Nov 19, 2013 21:40
I am so confused. Mic has been talking about a divorce for days. It just blindsided me; came out of nowhere; there was no writing on that damn wall to be seen! He is so calm about it which is pissing me off. Mic is not a calm person. He is emotional. Logic is my realm. I cannot fight logic with logic on this! He says he is bored with me, that we are bored with each other. He sighs that we married so young and "settled" for one another. If I didn't know him so well, I would think he was seeing someone else.
He really is reminding me of those sickening years I wasted with Dan. Every time he wanted to sleep with someone else and not have his conscience-induced hangover the next day, he would convince it me it was in my best interest for us to break up. Now, 10 years later, here is Mic saying we would be better apart. I cannot get him to budge!
This is taking over everything. I have no appetite. I am so scatter brained that I could not even concentrate long enough to write my assigned paper this week. He is convinced that someone else will make each of us happy. That is not an option for me! He may be able to find someone else and then waste her time and break up with her somewhere down the road, but I have responsibilities! How can I possibly even think about attempting a new relationship when I have school to finish, a career to launch, a book to write, and, most importantly, three girls to raise! I am not going to bring a strange man around them. Besides, how many men would want an overweight, mother of three, one of whom is autistic?!
What can I do? I love Mic but I despise the way he is making me feel right now. He won't consider marriage counseling, says it's for losers. His mother, whom he adores, is getting her masters in counseling! He would rather lose a 10 year investment and a woman who loves him than swallow his pride and get help for our problems. God! I didn't even know we had problems!!!! I hate this, I friggin' hate this! I gave up so much because of him. I changed so much because of him. Some good things, some bad. Why is it that it takes two to make a marriage work but only one to end it?!
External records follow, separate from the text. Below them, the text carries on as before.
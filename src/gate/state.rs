use std::fmt;

use crate::error::GateError;
use crate::probe::Tier;

/// Counter distinguishing successive surface attempts.
#[derive(Debug, Clone, Copy, PartialEq, Eq, PartialOrd, Ord, Hash, Default)]
pub struct Generation(u64);

impl Generation {
    pub const INITIAL: Generation = Generation(0);

    pub fn next(self) -> Self {
        Generation(self.0 + 1)
    }

    pub fn raw(&self) -> u64 {
        self.0
    }
}

impl fmt::Display for Generation {
    fn fmt(&self, f: &mut fmt::Formatter<'_>) -> fmt::Result {
        write!(f, "gen#{}", self.0)
    }
}

/// Result of the most recent probe.
#[derive(Debug, Clone, Copy, PartialEq, Eq, Default)]
pub enum Support {
    /// Only while the first probe of a generation has not completed.
    #[default]
    Unknown,
    Unsupported,
    Supported { tier: Tier },
}

/// Named states of the gate, derived from [`GateState`].
#[derive(Debug, Clone, Copy, PartialEq, Eq, Hash)]
pub enum GatePhase {
    Checking,
    Unsupported,
    AwaitingReady,
    Ready,
    Degraded,
}

impl GatePhase {
    /// Phases in which the accelerated surface stays mounted.
    pub fn surface_mounted(&self) -> bool {
        !matches!(self, GatePhase::Checking | GatePhase::Unsupported)
    }
}

/// The authoritative readiness record.
///
/// Only [`Gate`](super::Gate) mutates it; everyone else reads snapshots.
#[derive(Debug, Clone, PartialEq, Eq, Default)]
pub struct GateState {
    pub support: Support,
    pub ready: bool,
    pub error: Option<GateError>,
    pub generation: Generation,
}

/// A broken [`GateState`] invariant.
#[derive(Debug, Clone, Copy, PartialEq, Eq)]
pub enum InvariantViolation {
    ReadyWithoutSupport,
    ErrorWhileReady,
    ErrorWhileChecking,
}

impl GateState {
    /// Fresh CHECKING state for `generation`.
    pub fn checking(generation: Generation) -> Self {
        Self {
            generation,
            ..Self::default()
        }
    }

    pub fn phase(&self) -> GatePhase {
        match (&self.support, self.ready, &self.error) {
            (Support::Unknown, _, _) => GatePhase::Checking,
            (Support::Unsupported, _, _) => GatePhase::Unsupported,
            (Support::Supported { .. }, true, _) => GatePhase::Ready,
            (Support::Supported { .. }, false, None) => GatePhase::AwaitingReady,
            (Support::Supported { .. }, false, Some(_)) => GatePhase::Degraded,
        }
    }

    pub fn tier(&self) -> Option<Tier> {
        match self.support {
            Support::Supported { tier } => Some(tier),
            _ => None,
        }
    }

    /// Human-readable error for the fallback view.
    pub fn error_message(&self) -> Option<String> {
        self.error.as_ref().map(ToString::to_string)
    }

    pub fn check_invariants(&self) -> Result<(), InvariantViolation> {
        let supported = matches!(self.support, Support::Supported { .. });
        if self.ready && !supported {
            return Err(InvariantViolation::ReadyWithoutSupport);
        }
        if self.error.is_some() {
            if self.ready {
                return Err(InvariantViolation::ErrorWhileReady);
            }
            if self.support == Support::Unknown {
                return Err(InvariantViolation::ErrorWhileChecking);
            }
        }
        Ok(())
    }
}
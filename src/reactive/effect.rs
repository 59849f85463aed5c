use super::runtime::{run_effect, with_runtime, EffectId};

/// A side effect that re-runs whenever a signal it read changes.
///
/// The effect is disposed when the handle is dropped.
pub struct Effect {
    id: EffectId,
}

impl Effect {
    pub fn new<F>(f: F) -> Self
    where
        F: FnMut() + 'static,
    {
        let id = with_runtime(|rt| rt.allocate_effect(Box::new(f)));
        run_effect(id);
        Self { id }
    }
}

impl Drop for Effect {
    fn drop(&mut self) {
        with_runtime(|rt| rt.dispose_effect(self.id));
    }
}

pub fn create_effect<F>(f: F) -> Effect
where
    F: FnMut() + 'static,
{
    Effect::new(f)
}
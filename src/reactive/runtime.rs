use std::cell::RefCell;
use std::collections::BTreeSet;

thread_local! {
    static RUNTIME: RefCell<Runtime> = RefCell::new(Runtime::new());
}

pub type SignalId = usize;
pub type EffectId = usize;

type EffectCallback = Box<dyn FnMut()>;

#[derive(Default)]
pub struct Runtime {
    current_effect: Option<EffectId>,
    pending_effects: BTreeSet<EffectId>,
    effect_callbacks: Vec<Option<EffectCallback>>,
    effect_alive: Vec<bool>,
    effect_dependencies: Vec<BTreeSet<SignalId>>,
    signal_subscribers: Vec<BTreeSet<EffectId>>,
    batch_depth: usize,
    flushing: bool,
}

impl Runtime {
    pub fn new() -> Self {
        Self::default()
    }

    pub fn allocate_signal(&mut self) -> SignalId {
        let id = self.signal_subscribers.len();
        self.signal_subscribers.push(BTreeSet::new());
        id
    }

    pub fn allocate_effect(&mut self, callback: EffectCallback) -> EffectId {
        let id = self.effect_callbacks.len();
        self.effect_callbacks.push(Some(callback));
        self.effect_alive.push(true);
        self.effect_dependencies.push(BTreeSet::new());
        id
    }

    pub fn track_read(&mut self, signal_id: SignalId) {
        // Signals created on another thread are unknown to this runtime
        if signal_id >= self.signal_subscribers.len() {
            return;
        }

        if let Some(effect_id) = self.current_effect {
            self.signal_subscribers[signal_id].insert(effect_id);
            self.effect_dependencies[effect_id].insert(signal_id);
        }
    }

    /// Queue every subscriber of `signal_id`. Returns true when the caller
    /// should flush (not batching and no flush already running).
    fn queue_subscribers(&mut self, signal_id: SignalId) -> bool {
        if signal_id >= self.signal_subscribers.len() {
            return false;
        }

        let subscribers: Vec<_> = self.signal_subscribers[signal_id].iter().copied().collect();
        self.pending_effects.extend(subscribers);

        self.batch_depth == 0 && !self.flushing
    }

    /// Detach the effect from its old dependencies and take its callback out
    /// so it can run without the runtime borrowed.
    fn begin_run(&mut self, effect_id: EffectId) -> Option<(EffectCallback, Option<EffectId>)> {
        if !self.effect_alive.get(effect_id).copied().unwrap_or(false) {
            return None;
        }

        let old_deps = std::mem::take(&mut self.effect_dependencies[effect_id]);
        for signal_id in old_deps {
            self.signal_subscribers[signal_id].remove(&effect_id);
        }

        let callback = self.effect_callbacks[effect_id].take()?;
        let prev_effect = self.current_effect.replace(effect_id);
        Some((callback, prev_effect))
    }

    fn end_run(&mut self, effect_id: EffectId, callback: EffectCallback, prev: Option<EffectId>) {
        self.current_effect = prev;
        // The effect may have been disposed while it was running
        if self.effect_alive[effect_id] {
            self.effect_callbacks[effect_id] = Some(callback);
        }
    }

    pub fn dispose_effect(&mut self, effect_id: EffectId) {
        if effect_id >= self.effect_alive.len() {
            return;
        }
        let deps = std::mem::take(&mut self.effect_dependencies[effect_id]);
        for signal_id in deps {
            if signal_id < self.signal_subscribers.len() {
                self.signal_subscribers[signal_id].remove(&effect_id);
            }
        }
        self.effect_alive[effect_id] = false;
        self.effect_callbacks[effect_id] = None;
        self.pending_effects.remove(&effect_id);
    }
}

pub fn with_runtime<F, R>(f: F) -> R
where
    F: FnOnce(&mut Runtime) -> R,
{
    RUNTIME.with(|rt| f(&mut rt.borrow_mut()))
}

/// Try to access the runtime. Does nothing if the runtime is already borrowed.
pub fn try_with_runtime<F>(f: F)
where
    F: FnOnce(&mut Runtime),
{
    RUNTIME.with(|rt| {
        if let Ok(mut runtime) = rt.try_borrow_mut() {
            f(&mut runtime);
        }
    });
}

/// Run one effect with dependency tracking. The runtime is not borrowed while
/// the callback executes, so the callback may read and write signals.
pub fn run_effect(effect_id: EffectId) {
    let Some((mut callback, prev)) = with_runtime(|rt| rt.begin_run(effect_id)) else {
        return;
    };
    callback();
    with_runtime(|rt| rt.end_run(effect_id, callback, prev));
}

/// Notify subscribers of a signal write and flush them unless batching.
pub fn notify_write(signal_id: SignalId) {
    let mut should_flush = false;
    try_with_runtime(|rt| should_flush = rt.queue_subscribers(signal_id));
    if should_flush {
        flush_effects();
    }
}

pub fn flush_effects() {
    with_runtime(|rt| rt.flushing = true);
    loop {
        let next = with_runtime(|rt| rt.pending_effects.pop_first());
        match next {
            Some(effect_id) => run_effect(effect_id),
            None => break,
        }
    }
    with_runtime(|rt| rt.flushing = false);
}

pub fn batch<F, R>(f: F) -> R
where
    F: FnOnce() -> R,
{
    with_runtime(|rt| rt.batch_depth += 1);
    let result = f();
    let flush = with_runtime(|rt| {
        rt.batch_depth -= 1;
        rt.batch_depth == 0 && !rt.flushing
    });

    if flush {
        flush_effects();
    }

    result
}
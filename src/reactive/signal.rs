use std::sync::{Arc, RwLock};

use super::runtime::{notify_write, try_with_runtime, with_runtime, SignalId};

struct SignalInner<T> {
    id: SignalId,
    value: RwLock<T>,
}

/// A reactive value. Writing a different value re-runs every effect that
/// read it on this thread.
///
/// Values live behind an `RwLock`, so reading from another thread is safe;
/// dependency tracking and effect notification only happen on the thread
/// whose runtime allocated the signal.
#[derive(Clone)]
pub struct Signal<T> {
    inner: Arc<SignalInner<T>>,
}

impl<T> Signal<T> {
    pub fn new(value: T) -> Self {
        let id = with_runtime(|rt| rt.allocate_signal());
        Self {
            inner: Arc::new(SignalInner {
                id,
                value: RwLock::new(value),
            }),
        }
    }

    /// A read-only handle sharing this signal's value.
    pub fn reader(&self) -> ReadSignal<T> {
        ReadSignal {
            inner: self.inner.clone(),
        }
    }

    pub fn with<F, R>(&self, f: F) -> R
    where
        F: FnOnce(&T) -> R,
    {
        read_tracked(&self.inner, f)
    }

    pub fn with_untracked<F, R>(&self, f: F) -> R
    where
        F: FnOnce(&T) -> R,
    {
        read_untracked(&self.inner, f)
    }
}

impl<T: Clone> Signal<T> {
    pub fn get(&self) -> T {
        self.with(T::clone)
    }

    pub fn get_untracked(&self) -> T {
        self.with_untracked(T::clone)
    }
}

impl<T: PartialEq> Signal<T> {
    /// Sets the signal's value, only triggering updates if the value actually changed.
    pub fn set(&self, value: T) {
        let Ok(mut guard) = self.inner.value.write() else {
            return; // Lock poisoned, skip update silently
        };
        if *guard != value {
            *guard = value;
            drop(guard);
            notify_write(self.inner.id);
        }
    }
}

impl<T: PartialEq + Clone> Signal<T> {
    /// Updates the signal's value using a closure, only triggering updates if the value changed.
    pub fn update<F>(&self, f: F)
    where
        F: FnOnce(&mut T),
    {
        let Ok(mut guard) = self.inner.value.write() else {
            return;
        };
        let old_value = guard.clone();
        f(&mut *guard);
        if *guard != old_value {
            drop(guard);
            notify_write(self.inner.id);
        }
    }
}

/// Read-only handle to a signal.
#[derive(Clone)]
pub struct ReadSignal<T> {
    inner: Arc<SignalInner<T>>,
}

impl<T: Clone> ReadSignal<T> {
    pub fn get(&self) -> T {
        self.with(T::clone)
    }

    pub fn get_untracked(&self) -> T {
        self.with_untracked(T::clone)
    }
}

impl<T> ReadSignal<T> {
    pub fn with<F, R>(&self, f: F) -> R
    where
        F: FnOnce(&T) -> R,
    {
        read_tracked(&self.inner, f)
    }

    pub fn with_untracked<F, R>(&self, f: F) -> R
    where
        F: FnOnce(&T) -> R,
    {
        read_untracked(&self.inner, f)
    }
}

fn read_tracked<T, R>(inner: &SignalInner<T>, f: impl FnOnce(&T) -> R) -> R {
    try_with_runtime(|rt| rt.track_read(inner.id));
    read_untracked(inner, f)
}

fn read_untracked<T, R>(inner: &SignalInner<T>, f: impl FnOnce(&T) -> R) -> R {
    match inner.value.read() {
        Ok(guard) => f(&guard),
        Err(poisoned) => f(&poisoned.into_inner()),
    }
}

pub fn create_signal<T>(value: T) -> Signal<T> {
    Signal::new(value)
}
I should take the decision from him... no, that's just foolish pride making a nest on my shoulder. I recognize a few benefits to splitting up. I wouldn't have to run things by another person. I can cook whatever I want (he is a picky eater). I can arrange furniture however. Blare my music, ...paint, scrapbook, read.... But.... Mic is my partner, I have built my life with him and around him. Life would go on without him because I will never let my children down.... still.... why is he not even willing to consider ways to improve or strengthen our relationship?! Are we really not worth the effort??? He runs away from his problem; hell! his family taught him that survival technique! It's what he knows. He's already been divorced once; maybe it's like a shark tasting human blood: he has taste for it. Stupid thought. Stupid man. I love him. I want to hit him over the head with a shovel.
He recently started talking to Ilona. From what I can tell she's been blowing him off. Still, the things he's said... If he had been the man he is now while he was with her, maybe they would have worked out. Am I fool? Is he still in love with his ex-wife? Honestly, a very small part- and I mean microscopic in size- of me still loves Dan. I would never give half a thought to getting back together with him, though. The whole situation was tragic and the post break-up brought out a side in many that I do not ever want to risk seeing again.
I am trying to make sense of a nonsensical situation. I hate this. I HATE THIS! I want to scream, I want to cry. I cannot do anything to stop this. I feel helpless, I AM helpless. How can he do this to me???????